It was left at the basement door by Mrs. Burroughs’ maid with a big bundle and a little note. Mother read the note, while I undid the bundle, cutting all the strings, you may be sure, and wondering what it might contain. Inside the wrapping paper there was a dear little steamer rug;—such a pretty, serviceable plaid, and warm as warm can be. Then came the overcoat, the fur cap with close ear-laps, just such as they are wearing this winter, and a charming pair of fur-lined gloves! But,—could we accept so much?

“Listen, Bobs,” said mother, and read the note aloud:

“My Dear Robin:—

“The wheel-chair which I am sending, and the coat and cap, belonged to a little boy whom I wish you might have known and loved. His name was Francis. If you had known him, you could not have helped loving him, I am sure. He was sick a great deal of the time, like you, and always so patient and good. Your mother tells me that you are good, too, and that is why I want you to have his things. I had to alter the coat and cap a little, or you would have had them before this, for my Francis always liked his clothes just so,—in the very latest style. Perhaps you feel that way, too! Please wear them,—and I hope you will enjoy the chair very much. It will make me happier to know that another little boy is making use of my boy’s things.

“With love to your mother and yourself, believe me,
“Your friend,
Clara Cecilia Burroughs.”

Now was not that a lovely note?

“Will you take the things, Bobsie dear?” said mother.

“’Course I will,” answered Bobs with a sympathetic sniff. He had felt the sadness underlying the gentle words, and stood quite grave and serious as we tried on the coat and gloves. They fitted as if they had been made for him, and how charming our Robin looked!

“I’ll have to be very good when I wear these,” he remarked, quaintly:—but, alas, for resolutions!

As I said, we took our first walk this morning, and Robin was so comfortable in his new chair with the steamer rug tucked close about his little thin legs! The street was full of his “friends,” and Bobs beamed on them with gracious condescension. A pretty glow of excitement burned in his cheeks; his eyes were bright as stars; he did not look like a little invalid boy.

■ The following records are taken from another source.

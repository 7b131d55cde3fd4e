//! VCN listing across compartments.

use std::path::{Path, PathBuf};

use anyhow::Result;
use serde::Serialize;
use tracing::info;

use super::client::OciClient;
use crate::output;
use crate::report::{self, NA};

pub const REPORT_FILE: &str = "vcn_details.json";

#[derive(Debug, Clone, PartialEq, Serialize)]
pub struct VcnDetail {
    pub compartment: String,
    pub vcn_name: String,
    pub vcn_id: String,
    pub region: String,
}

pub async fn collect_vcns(client: &OciClient) -> Result<Vec<VcnDetail>> {
    let region = client.region().unwrap_or(NA).to_string();
    let mut details = Vec::new();

    for compartment in client.list_active_compartments_with_root().await? {
        info!(compartment = %compartment.name, "Listing VCNs");
        for vcn in client.list_vcns(&compartment.id).await? {
            details.push(VcnDetail {
                compartment: compartment.name.clone(),
                vcn_name: vcn.display_name.unwrap_or_else(|| NA.to_string()),
                vcn_id: vcn.id,
                region: region.clone(),
            });
        }
    }
    Ok(details)
}

pub async fn run_vcns(client: &OciClient, output_dir: &Path) -> Result<PathBuf> {
    output::print_collecting("VCNs");
    let details = collect_vcns(client).await?;
    output::print_found(details.len(), "VCNs");

    let path = report::output_path(output_dir, REPORT_FILE)?;
    report::json::save_json(&details, &path)?;
    output::print_saved(&path);
    Ok(path)
}
//! Flat tables: one per exported sheet.

use std::fmt;

use serde::Serialize;

use crate::error::InventoryError;

/// Placeholder for optional fields the provider did not return.
pub const NA: &str = "N/A";

/// A single value in a table row.
#[derive(Debug, Clone, PartialEq, Serialize)]
#[serde(untagged)]
pub enum Cell {
    Text(String),
    Int(i64),
    Float(f64),
    Bool(bool),
}

impl Cell {
    /// Text cell, falling back to `"N/A"` when absent.
    pub fn opt<S: Into<String>>(value: Option<S>) -> Self {
        match value {
            Some(v) => Cell::Text(v.into()),
            None => Cell::Text(NA.to_string()),
        }
    }

    /// Integer cell, falling back to `"N/A"` when absent.
    pub fn opt_int<N: Into<i64>>(value: Option<N>) -> Self {
        match value {
            Some(v) => Cell::Int(v.into()),
            None => Cell::Text(NA.to_string()),
        }
    }
}

impl fmt::Display for Cell {
    fn fmt(&self, f: &mut fmt::Formatter<'_>) -> fmt::Result {
        match self {
            Cell::Text(s) => write!(f, "{}", s),
            Cell::Int(n) => write!(f, "{}", n),
            Cell::Float(n) => write!(f, "{}", n),
            Cell::Bool(b) => write!(f, "{}", if *b { "True" } else { "False" }),
        }
    }
}

impl From<&str> for Cell {
    fn from(s: &str) -> Self {
        Cell::Text(s.to_string())
    }
}

impl From<String> for Cell {
    fn from(s: String) -> Self {
        Cell::Text(s)
    }
}

impl From<&String> for Cell {
    fn from(s: &String) -> Self {
        Cell::Text(s.clone())
    }
}

impl From<i64> for Cell {
    fn from(n: i64) -> Self {
        Cell::Int(n)
    }
}

impl From<usize> for Cell {
    fn from(n: usize) -> Self {
        Cell::Int(n as i64)
    }
}

impl From<f64> for Cell {
    fn from(n: f64) -> Self {
        Cell::Float(n)
    }
}

impl From<bool> for Cell {
    fn from(b: bool) -> Self {
        Cell::Bool(b)
    }
}

/// A record that projects into one table row.
pub trait ToRow {
    const HEADERS: &'static [&'static str];

    fn to_row(&self) -> Vec<Cell>;
}

#[derive(Debug, Clone, Copy, PartialEq, Eq)]
pub enum ChartKind {
    Pie,
    Column,
}

/// Chart over the table's first column (categories) and second column (values).
#[derive(Debug, Clone)]
pub struct ChartSpec {
    pub kind: ChartKind,
    pub title: String,
    pub x_axis: Option<String>,
    pub y_axis: Option<String>,
    /// Zero-based (row, column) of the chart's top-left corner.
    pub anchor: (u32, u16),
}

impl ChartSpec {
    pub fn new(kind: ChartKind, title: &str, anchor: (u32, u16)) -> Self {
        Self {
            kind,
            title: title.to_string(),
            x_axis: None,
            y_axis: None,
            anchor,
        }
    }

    pub fn with_axes(mut self, x_axis: &str, y_axis: &str) -> Self {
        self.x_axis = Some(x_axis.to_string());
        self.y_axis = Some(y_axis.to_string());
        self
    }
}

/// A named sheet of rows sharing one header.
#[derive(Debug, Clone)]
pub struct Table {
    pub name: String,
    pub headers: Vec<String>,
    rows: Vec<Vec<Cell>>,
    /// Column rendered with the misconfiguration fill.
    pub highlight_column: Option<usize>,
    pub charts: Vec<ChartSpec>,
}

impl Table {
    pub fn new(name: &str, headers: &[&str]) -> Self {
        Self {
            name: name.to_string(),
            headers: headers.iter().map(|h| h.to_string()).collect(),
            rows: Vec::new(),
            highlight_column: None,
            charts: Vec::new(),
        }
    }

    /// Build a table from records sharing the record type's header.
    pub fn from_records<T: ToRow>(name: &str, records: &[T]) -> Result<Self, InventoryError> {
        let mut table = Self::new(name, T::HEADERS);
        for record in records {
            table.push_row(record.to_row())?;
        }
        Ok(table)
    }

    /// Append a row; its width must equal the header's.
    pub fn push_row(&mut self, row: Vec<Cell>) -> Result<(), InventoryError> {
        if row.len() != self.headers.len() {
            return Err(InventoryError::ColumnMismatch {
                table: self.name.clone(),
                expected: self.headers.len(),
                actual: row.len(),
            });
        }
        self.rows.push(row);
        Ok(())
    }

    /// Append a single message spanning the first column, padding the rest.
    pub fn push_message(&mut self, message: &str) {
        let mut row = vec![Cell::from(message)];
        row.resize(self.headers.len().max(1), Cell::from(""));
        self.rows.push(row);
    }

    pub fn rows(&self) -> &[Vec<Cell>] {
        &self.rows
    }

    pub fn len(&self) -> usize {
        self.rows.len()
    }

    pub fn is_empty(&self) -> bool {
        self.rows.is_empty()
    }

    pub fn with_highlight(mut self, column: usize) -> Self {
        self.highlight_column = Some(column);
        self
    }

    pub fn with_chart(mut self, chart: ChartSpec) -> Self {
        self.charts.push(chart);
        self
    }

    /// Values of one column rendered as text.
    pub fn column_text(&self, column: usize) -> Vec<String> {
        self.rows
            .iter()
            .filter_map(|row| row.get(column).map(|c| c.to_string()))
            .collect()
    }
}
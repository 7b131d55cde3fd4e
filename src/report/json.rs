//! JSON export.

use std::fs::File;
use std::io::{BufWriter, Write};
use std::path::{Path, PathBuf};

use anyhow::{Context, Result};
use serde::Serialize;
use serde_json::ser::PrettyFormatter;

/// Write `value` as pretty-printed JSON with four-space indentation.
pub fn save_json<T: Serialize + ?Sized>(value: &T, path: &Path) -> Result<PathBuf> {
    super::ensure_parent(path)?;
    let file = File::create(path)
        .with_context(|| format!("Failed to create JSON file {}", path.display()))?;
    let mut writer = BufWriter::new(file);
    write_json(value, &mut writer)?;
    writer.flush()?;
    Ok(path.to_path_buf())
}

fn write_json<T: Serialize + ?Sized, W: Write>(value: &T, writer: W) -> Result<()> {
    let formatter = PrettyFormatter::with_indent(b"    ");
    let mut serializer = serde_json::Serializer::with_formatter(writer, formatter);
    value
        .serialize(&mut serializer)
        .context("Failed to serialize JSON")?;
    Ok(())
}

#[cfg(test)]
mod tests {
    use super::*;
    use serde_json::json;

    #[test]
    fn test_write_json_uses_four_space_indent() {
        let mut buf = Vec::new();
        write_json(&json!({"vcn_name": "prod"}), &mut buf).unwrap();
        assert_eq!(
            String::from_utf8(buf).unwrap(),
            "{\n    \"vcn_name\": \"prod\"\n}"
        );
    }
}
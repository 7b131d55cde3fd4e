//! Sequential run of every network collector into one timestamped directory.

use std::fs::{File, OpenOptions};
use std::io::Write;
use std::path::{Path, PathBuf};
use std::process::Stdio;

use anyhow::{Context, Result};
use async_trait::async_trait;
use chrono::NaiveDateTime;
use tokio::process::Command;
use tracing::{error, info};

use super::collect::CollectorKind;

pub const WRAPPER_LOG: &str = "wrapper_log.txt";

/// One collector with its output directory and log file.
#[derive(Debug, Clone, Copy, PartialEq, Eq)]
pub struct CollectionStep {
    pub kind: CollectorKind,
    pub dir_name: &'static str,
    pub log_name: &'static str,
}

pub const NETWORK_STEPS: &[CollectionStep] = &[
    CollectionStep {
        kind: CollectorKind::Subnet,
        dir_name: "subnet_details",
        log_name: "subnet_log.txt",
    },
    CollectionStep {
        kind: CollectorKind::LogGroup,
        dir_name: "flowlog_details",
        log_name: "flowlog_log.txt",
    },
    CollectionStep {
        kind: CollectorKind::Vcn,
        dir_name: "vcn_details",
        log_name: "vcn_log.txt",
    },
    CollectionStep {
        kind: CollectorKind::RouteTable,
        dir_name: "route_table_details",
        log_name: "route_table_log.txt",
    },
    CollectionStep {
        kind: CollectorKind::Lpg,
        dir_name: "lpg_data",
        log_name: "lpg_log.txt",
    },
    CollectionStep {
        kind: CollectorKind::Nsg,
        dir_name: "nsg_data",
        log_name: "nsg_log.txt",
    },
    CollectionStep {
        kind: CollectorKind::SecurityList,
        dir_name: "security_list_data",
        log_name: "security_list_log.txt",
    },
];

/// Runs a single collector with its output redirected to `log`.
#[async_trait]
pub trait StepLauncher: Send + Sync {
    async fn launch(&self, kind: CollectorKind, out_dir: &Path, log: File) -> Result<()>;
}

/// Launches `<exe> <global args> oci <oci args> collect <kind> <dir>` as a
/// child process.
pub struct ProcessLauncher {
    exe: PathBuf,
    global_args: Vec<String>,
    oci_args: Vec<String>,
}

impl ProcessLauncher {
    pub fn new(exe: PathBuf, global_args: Vec<String>, oci_args: Vec<String>) -> Self {
        Self {
            exe,
            global_args,
            oci_args,
        }
    }

    /// Use the running executable.
    pub fn current(global_args: Vec<String>, oci_args: Vec<String>) -> Result<Self> {
        let exe = std::env::current_exe().context("Failed to locate current executable")?;
        Ok(Self::new(exe, global_args, oci_args))
    }

    fn args(&self, kind: CollectorKind, out_dir: &Path) -> Vec<String> {
        let mut args = self.global_args.clone();
        args.push("oci".to_string());
        args.extend(self.oci_args.iter().cloned());
        args.push("collect".to_string());
        args.push(kind.as_arg().to_string());
        args.push(out_dir.display().to_string());
        args
    }
}

#[async_trait]
impl StepLauncher for ProcessLauncher {
    async fn launch(&self, kind: CollectorKind, out_dir: &Path, log: File) -> Result<()> {
        let stderr = log.try_clone().context("Failed to duplicate log handle")?;
        let status = Command::new(&self.exe)
            .args(self.args(kind, out_dir))
            .stdout(Stdio::from(log))
            .stderr(Stdio::from(stderr))
            .status()
            .await
            .with_context(|| format!("Failed to start {}", self.exe.display()))?;

        if !status.success() {
            anyhow::bail!("{} collector exited with {}", kind.as_arg(), status);
        }
        Ok(())
    }
}

/// `NetworkDataCollection_<YYYYmmdd_HHMMSS>`
pub fn collection_dir_name(now: NaiveDateTime) -> String {
    format!("NetworkDataCollection_{}", now.format("%Y%m%d_%H%M%S"))
}

fn append_line(path: &Path, line: &str) -> Result<()> {
    let mut file = OpenOptions::new()
        .create(true)
        .append(true)
        .open(path)
        .with_context(|| format!("Failed to open {}", path.display()))?;
    writeln!(file, "{}", line).with_context(|| format!("Failed to write {}", path.display()))
}

/// Run every step in order. A failing step is logged and the next one runs.
pub async fn run_network_collection(
    base_dir: &Path,
    launcher: &dyn StepLauncher,
    now: NaiveDateTime,
) -> Result<PathBuf> {
    let root = base_dir.join(collection_dir_name(now));
    std::fs::create_dir_all(&root)
        .with_context(|| format!("Failed to create {}", root.display()))?;

    let wrapper_log = root.join(WRAPPER_LOG);
    append_line(
        &wrapper_log,
        &format!("Network data collection started at {}", now.format("%Y-%m-%d %H:%M:%S")),
    )?;
    println!("Collecting network data into {}", root.display());

    for step in NETWORK_STEPS {
        let out_dir = root.join(step.dir_name);
        let log_path = out_dir.join(step.log_name);
        std::fs::create_dir_all(&out_dir)
            .with_context(|| format!("Failed to create {}", out_dir.display()))?;
        let log = File::create(&log_path)
            .with_context(|| format!("Failed to create {}", log_path.display()))?;

        info!(kind = step.kind.as_arg(), dir = %out_dir.display(), "Running collector");
        println!("Running {} collector...", step.kind.as_arg());

        match launcher.launch(step.kind, &out_dir, log).await {
            Ok(()) => {
                append_line(&wrapper_log, &format!("{} collector completed", step.kind.as_arg()))?;
            }
            Err(e) => {
                error!(kind = step.kind.as_arg(), "Collector failed: {:#}", e);
                let line = format!("Error running {} collector: {:#}", step.kind.as_arg(), e);
                append_line(&log_path, &line)?;
                append_line(&wrapper_log, &line)?;
            }
        }
    }

    append_line(&wrapper_log, "All data collection scripts have been executed.")?;
    println!(
        "All data collection completed. Data saved in: {}",
        root.display()
    );
    Ok(root)
}
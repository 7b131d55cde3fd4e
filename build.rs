use std::process::Command;

fn main() {
    // CI builds export the full SHA; local builds ask git.
    let commit = std::env::var("GITHUB_SHA")
        .ok()
        .filter(|sha| sha.len() >= 7)
        .map(|sha| sha[..7].to_string())
        .or_else(git_short_head)
        .unwrap_or_else(|| "unknown".to_string());

    let build_date = chrono::Utc::now().format("%Y-%m-%d").to_string();

    println!("cargo:rustc-env=BUILD_COMMIT={}", commit);
    println!("cargo:rustc-env=BUILD_DATE={}", build_date);

    if std::path::Path::new(".git/HEAD").exists() {
        println!("cargo:rerun-if-changed=.git/HEAD");
    }
}

fn git_short_head() -> Option<String> {
    let output = Command::new("git")
        .args(["rev-parse", "--short", "HEAD"])
        .output()
        .ok()?;
    if !output.status.success() {
        return None;
    }
    String::from_utf8(output.stdout)
        .ok()
        .map(|s| s.trim().to_string())
}
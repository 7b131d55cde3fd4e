//! OCI inventory, audit, and raw collection commands.
//!
//! Every call goes through the `oci` CLI; see [`cli::CliRunner`].

pub mod cli;
pub mod client;
pub mod collect;
pub mod config;
pub mod discovery;
pub mod iam;
pub mod orphans;
pub mod policy;
pub mod security;
pub mod types;
pub mod vcn;
pub mod wrapper;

“People will think I am riding just because I am so Rich,” he remarked, looking down at his fur-lined gloves;—and that moment turning the corner of Washington Square, whom should we meet but Georgie and his nurse, out for a morning stroll, too.

“Hello!” says Georgie, his eyes nearly popping out of his head with amazement,—“Where’d you get those things?” For, naturally, he had never seen Bobs attired so gorgeously before.

“Boy gave ’em to me,” answered Robin, loftily.

“What boy?” questioned Georgie. And then before Robin had time to reply,—“Pooh! I wouldn’t take coats an’ things from anybody, ’cept just my papa. I’d be ashamed to wear other people’s clothes!”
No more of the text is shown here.